/---

use crate::error::{Result, WorkflowError};
use alloy_primitives::{Address, Bytes, B256, U256};
use alloy_provider::{DynProvider, Provider, ProviderBuilder};
use alloy_rpc_types::{TransactionInput, TransactionReceipt, TransactionRequest};
use alloy_signer::Signer;
use alloy_signer_local::PrivateKeySigner;
use std::sync::Mutex;
use std::time::Duration;
use tokio::sync::watch;
use tokio::task::JoinHandle;
use tokio::time::MissedTickBehavior;

/// Signing provider bound to one wallet.
#[derive(Clone)]
pub struct RpcClient {
    pub provider: DynProvider,
    pub owner: Address,
}

impl RpcClient {
    pub fn connect(url: &str, wallet: PrivateKeySigner) -> Result<Self> {
        let parsed = url::Url::parse(url)
            .map_err(|err| WorkflowError::Transport(format!("invalid rpc url {url}: {err}")))?;
        let owner = wallet.address();
        let provider = ProviderBuilder::new()
            .wallet(wallet)
            .connect_http(parsed)
            .erased();
        Ok(Self {
            provider,
            owner,
        })
    }
}

pub async fn eth_call(client: &RpcClient, to: Address, data: Bytes) -> Result<Bytes> {
    let request = TransactionRequest {
        from: Some(client.owner),
        to: Some(to.into()),
        input: TransactionInput::new(data),
        ..Default::default()
    };
    client
        .provider
        .call(request)
        .await
        .map_err(WorkflowError::transport)
}

pub async fn get_balance(client: &RpcClient) -> Result<U256> {
    client
        .provider
        .get_balance(client.owner)
        .await
        .map_err(WorkflowError::transport)
}

/// Sign and broadcast; returns as soon as the node accepts the transaction.
pub async fn send_transaction(client: &RpcClient, request: TransactionRequest) -> Result<B256> {
    let pending = client
        .provider
        .send_transaction(request)
        .await
        .map_err(WorkflowError::transport)?;
    Ok(*pending.tx_hash())
}

pub async fn get_transaction_receipt(
    client: &RpcClient,
    tx_hash: B256,
) -> Result<Option<TransactionReceipt>> {
    client
        .provider
        .get_transaction_receipt(tx_hash)
        .await
        .map_err(WorkflowError::transport)
}

/// Background task publishing the latest block number.
pub struct BlockPoller {
    task: Mutex<Option<JoinHandle<()>>>,
    latest: watch::Receiver<u64>,
}

impl BlockPoller {
    pub fn spawn(provider: DynProvider, interval: Duration) -> Self {
        let (sender, latest) = watch::channel(0u64);
        let task = tokio::spawn(async move {
            let mut ticker = tokio::time::interval(interval);
            ticker.set_missed_tick_behavior(MissedTickBehavior::Delay);
            loop {
                ticker.tick().await;
                match provider.get_block_number().await {
                    Ok(number) => {
                        sender.send_if_modified(|current| {
                            if number > *current {
                                *current = number;
                                true
                            } else {
                                false
                            }
                        });
                    }
                    Err(err) => tracing::debug!(error = %err, "block number poll failed"),
                }
            }
        });
        Self {
            task: Mutex::new(Some(task)),
            latest,
        }
    }

    /// Wait for the next block. Returns `false` once the poller is stopped.
    pub async fn next_block(&self) -> bool {
        let mut latest = self.latest.clone();
        latest.borrow_and_update();
        latest.changed().await.is_ok()
    }

    pub fn stop(&self) {
        if let Some(task) = self.task.lock().ok().and_then(|mut slot| slot.take()) {
            task.abort();
        }
    }
}

impl Drop for BlockPoller {
    fn drop(&mut self) {
        self.stop();
    }
}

\---

▶ _WHAT YOU ARE ASKED TO DO_
Nothing but the lines from the one containing "impl Drop for" to the end of the entries belongs in the answer, and each must match exactly.

▶ _REPLY TO THE EXERCISE_
impl Drop for BlockPoller {
    fn drop(&mut self) {
        self.stop();
    }
}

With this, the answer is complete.